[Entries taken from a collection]
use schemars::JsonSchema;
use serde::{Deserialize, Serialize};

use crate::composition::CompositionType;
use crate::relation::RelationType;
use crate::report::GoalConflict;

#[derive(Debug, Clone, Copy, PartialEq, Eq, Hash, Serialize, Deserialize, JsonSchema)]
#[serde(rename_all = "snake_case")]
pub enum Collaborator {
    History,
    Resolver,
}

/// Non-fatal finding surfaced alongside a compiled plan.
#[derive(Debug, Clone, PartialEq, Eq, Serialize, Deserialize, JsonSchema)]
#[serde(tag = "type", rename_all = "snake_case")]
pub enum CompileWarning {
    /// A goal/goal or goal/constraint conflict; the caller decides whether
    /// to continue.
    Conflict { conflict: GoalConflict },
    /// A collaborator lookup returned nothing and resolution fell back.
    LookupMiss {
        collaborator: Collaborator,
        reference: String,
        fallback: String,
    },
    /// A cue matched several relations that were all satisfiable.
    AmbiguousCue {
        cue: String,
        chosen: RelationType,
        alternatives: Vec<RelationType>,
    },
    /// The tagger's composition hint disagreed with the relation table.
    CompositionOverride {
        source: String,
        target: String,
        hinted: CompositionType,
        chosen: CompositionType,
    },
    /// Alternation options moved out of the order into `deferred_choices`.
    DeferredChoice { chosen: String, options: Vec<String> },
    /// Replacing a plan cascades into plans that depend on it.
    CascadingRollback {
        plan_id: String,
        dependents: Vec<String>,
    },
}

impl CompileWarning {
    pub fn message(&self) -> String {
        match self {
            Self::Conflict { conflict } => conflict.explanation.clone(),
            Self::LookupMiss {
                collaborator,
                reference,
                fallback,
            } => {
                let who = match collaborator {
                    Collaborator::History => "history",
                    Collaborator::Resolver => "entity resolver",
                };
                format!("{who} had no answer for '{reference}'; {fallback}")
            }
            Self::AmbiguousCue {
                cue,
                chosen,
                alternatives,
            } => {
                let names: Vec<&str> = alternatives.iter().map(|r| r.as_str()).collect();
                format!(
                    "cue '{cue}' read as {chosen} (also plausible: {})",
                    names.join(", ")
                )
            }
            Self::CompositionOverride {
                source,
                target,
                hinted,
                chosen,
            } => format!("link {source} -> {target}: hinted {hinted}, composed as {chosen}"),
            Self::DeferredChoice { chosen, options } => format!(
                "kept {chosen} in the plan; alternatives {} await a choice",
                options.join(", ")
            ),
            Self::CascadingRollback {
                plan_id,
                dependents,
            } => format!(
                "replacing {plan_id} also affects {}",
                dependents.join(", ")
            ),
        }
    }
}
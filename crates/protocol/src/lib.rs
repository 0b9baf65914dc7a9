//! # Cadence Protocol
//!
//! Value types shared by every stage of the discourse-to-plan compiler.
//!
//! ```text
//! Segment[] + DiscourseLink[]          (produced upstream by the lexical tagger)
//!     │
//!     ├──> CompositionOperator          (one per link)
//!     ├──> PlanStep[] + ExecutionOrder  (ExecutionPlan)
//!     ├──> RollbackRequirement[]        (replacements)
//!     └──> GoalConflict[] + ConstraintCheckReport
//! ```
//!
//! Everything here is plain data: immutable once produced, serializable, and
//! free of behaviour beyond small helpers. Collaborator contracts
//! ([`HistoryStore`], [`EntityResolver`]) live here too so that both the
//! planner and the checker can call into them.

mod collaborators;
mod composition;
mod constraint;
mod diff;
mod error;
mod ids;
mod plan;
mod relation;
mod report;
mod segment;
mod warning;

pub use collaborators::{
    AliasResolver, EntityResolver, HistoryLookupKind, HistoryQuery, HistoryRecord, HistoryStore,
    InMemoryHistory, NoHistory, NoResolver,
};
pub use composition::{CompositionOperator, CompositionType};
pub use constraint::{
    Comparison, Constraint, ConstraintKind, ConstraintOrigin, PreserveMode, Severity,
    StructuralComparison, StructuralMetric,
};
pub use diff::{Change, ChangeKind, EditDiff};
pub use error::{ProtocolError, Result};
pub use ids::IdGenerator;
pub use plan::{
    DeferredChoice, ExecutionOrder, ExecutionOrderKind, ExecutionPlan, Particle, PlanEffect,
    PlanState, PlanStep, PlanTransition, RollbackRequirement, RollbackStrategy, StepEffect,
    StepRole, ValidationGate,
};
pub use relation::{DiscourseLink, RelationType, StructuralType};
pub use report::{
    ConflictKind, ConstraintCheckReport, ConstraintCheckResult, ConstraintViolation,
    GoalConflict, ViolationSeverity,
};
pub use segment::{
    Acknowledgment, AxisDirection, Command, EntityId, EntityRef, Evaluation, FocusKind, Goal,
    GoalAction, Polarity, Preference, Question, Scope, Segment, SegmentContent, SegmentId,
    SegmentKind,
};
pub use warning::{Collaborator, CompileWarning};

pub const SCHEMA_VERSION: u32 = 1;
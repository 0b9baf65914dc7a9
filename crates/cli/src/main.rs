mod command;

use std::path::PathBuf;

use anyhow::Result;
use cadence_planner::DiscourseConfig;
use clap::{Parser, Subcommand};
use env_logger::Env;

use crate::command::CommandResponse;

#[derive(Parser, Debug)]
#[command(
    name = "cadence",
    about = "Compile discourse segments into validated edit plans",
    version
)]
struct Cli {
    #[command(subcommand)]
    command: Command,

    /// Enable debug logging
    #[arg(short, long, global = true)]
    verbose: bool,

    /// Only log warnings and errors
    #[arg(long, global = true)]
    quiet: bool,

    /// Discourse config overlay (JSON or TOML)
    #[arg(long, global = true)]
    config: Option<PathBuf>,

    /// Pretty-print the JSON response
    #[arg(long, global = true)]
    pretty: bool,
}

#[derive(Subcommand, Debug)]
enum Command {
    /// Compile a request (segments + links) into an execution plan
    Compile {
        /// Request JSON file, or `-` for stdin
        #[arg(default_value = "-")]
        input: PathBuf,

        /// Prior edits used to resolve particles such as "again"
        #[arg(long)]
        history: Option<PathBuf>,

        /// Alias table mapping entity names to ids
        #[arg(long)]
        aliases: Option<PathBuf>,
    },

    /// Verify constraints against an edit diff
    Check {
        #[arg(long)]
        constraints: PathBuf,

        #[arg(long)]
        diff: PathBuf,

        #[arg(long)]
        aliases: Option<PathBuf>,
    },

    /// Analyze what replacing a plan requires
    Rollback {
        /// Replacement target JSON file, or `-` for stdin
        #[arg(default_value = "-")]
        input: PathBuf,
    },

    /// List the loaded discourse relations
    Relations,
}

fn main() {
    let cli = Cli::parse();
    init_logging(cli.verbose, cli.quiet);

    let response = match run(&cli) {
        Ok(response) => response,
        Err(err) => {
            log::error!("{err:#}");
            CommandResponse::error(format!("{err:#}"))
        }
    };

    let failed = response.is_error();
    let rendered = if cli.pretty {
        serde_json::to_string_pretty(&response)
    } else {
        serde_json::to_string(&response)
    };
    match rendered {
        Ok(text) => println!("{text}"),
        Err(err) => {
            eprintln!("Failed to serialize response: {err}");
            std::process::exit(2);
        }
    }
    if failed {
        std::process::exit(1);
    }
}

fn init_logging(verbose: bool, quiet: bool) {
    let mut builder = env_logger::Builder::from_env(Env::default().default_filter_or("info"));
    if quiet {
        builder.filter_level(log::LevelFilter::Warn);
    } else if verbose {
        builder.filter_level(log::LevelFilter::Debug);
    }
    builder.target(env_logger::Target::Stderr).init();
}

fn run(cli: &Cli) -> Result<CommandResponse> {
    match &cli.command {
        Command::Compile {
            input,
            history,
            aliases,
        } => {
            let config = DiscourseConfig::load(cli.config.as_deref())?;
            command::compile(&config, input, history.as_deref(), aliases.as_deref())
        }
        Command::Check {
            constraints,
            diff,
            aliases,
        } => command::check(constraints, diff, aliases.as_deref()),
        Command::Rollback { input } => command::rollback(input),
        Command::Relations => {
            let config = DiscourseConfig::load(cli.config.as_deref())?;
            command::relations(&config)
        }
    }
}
* * *
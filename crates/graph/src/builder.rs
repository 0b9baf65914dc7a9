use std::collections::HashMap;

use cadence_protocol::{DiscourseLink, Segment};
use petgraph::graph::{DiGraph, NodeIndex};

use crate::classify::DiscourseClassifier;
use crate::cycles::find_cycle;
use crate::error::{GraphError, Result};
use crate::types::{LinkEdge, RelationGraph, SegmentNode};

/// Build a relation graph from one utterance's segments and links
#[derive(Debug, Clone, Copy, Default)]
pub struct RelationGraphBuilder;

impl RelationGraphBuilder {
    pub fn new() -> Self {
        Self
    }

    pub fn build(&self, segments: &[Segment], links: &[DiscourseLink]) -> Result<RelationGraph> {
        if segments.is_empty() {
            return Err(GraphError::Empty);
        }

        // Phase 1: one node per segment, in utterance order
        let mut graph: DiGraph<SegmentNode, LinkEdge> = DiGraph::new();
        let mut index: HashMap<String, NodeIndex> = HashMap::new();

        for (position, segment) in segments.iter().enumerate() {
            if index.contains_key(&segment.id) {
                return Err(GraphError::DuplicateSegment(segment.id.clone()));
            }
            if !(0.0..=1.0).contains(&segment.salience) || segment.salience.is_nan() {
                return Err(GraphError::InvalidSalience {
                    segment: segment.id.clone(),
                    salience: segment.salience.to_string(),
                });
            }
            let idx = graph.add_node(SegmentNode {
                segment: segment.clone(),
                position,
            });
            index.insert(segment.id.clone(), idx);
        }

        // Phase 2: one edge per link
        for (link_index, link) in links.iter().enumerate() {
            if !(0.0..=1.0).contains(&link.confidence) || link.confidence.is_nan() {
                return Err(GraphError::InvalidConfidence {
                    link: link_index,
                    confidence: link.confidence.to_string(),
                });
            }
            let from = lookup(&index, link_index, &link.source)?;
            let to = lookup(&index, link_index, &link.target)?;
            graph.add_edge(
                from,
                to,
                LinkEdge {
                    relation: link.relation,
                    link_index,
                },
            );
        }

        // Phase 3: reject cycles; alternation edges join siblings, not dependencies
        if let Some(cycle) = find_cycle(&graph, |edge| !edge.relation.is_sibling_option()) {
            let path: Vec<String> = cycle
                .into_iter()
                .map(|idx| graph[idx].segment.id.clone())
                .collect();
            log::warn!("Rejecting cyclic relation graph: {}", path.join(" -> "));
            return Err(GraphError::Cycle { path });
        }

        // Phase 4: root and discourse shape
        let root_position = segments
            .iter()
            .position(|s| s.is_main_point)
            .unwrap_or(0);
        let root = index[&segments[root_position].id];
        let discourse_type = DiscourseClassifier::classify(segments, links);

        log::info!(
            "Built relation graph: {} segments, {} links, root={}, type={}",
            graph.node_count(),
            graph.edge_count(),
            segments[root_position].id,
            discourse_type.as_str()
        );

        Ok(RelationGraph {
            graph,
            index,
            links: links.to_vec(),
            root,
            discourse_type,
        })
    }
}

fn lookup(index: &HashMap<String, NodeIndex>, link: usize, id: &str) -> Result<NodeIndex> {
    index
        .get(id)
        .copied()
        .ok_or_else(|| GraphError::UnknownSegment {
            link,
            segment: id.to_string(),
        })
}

• Activity: All lines of the entries containing the string "source" must be shown in full.

• Result of the exercise:
        source: String,
                source,
            } => format!("link {source} -> {target}: hinted {hinted}, composed as {chosen}"),
            let from = lookup(&index, link_index, &link.source)?;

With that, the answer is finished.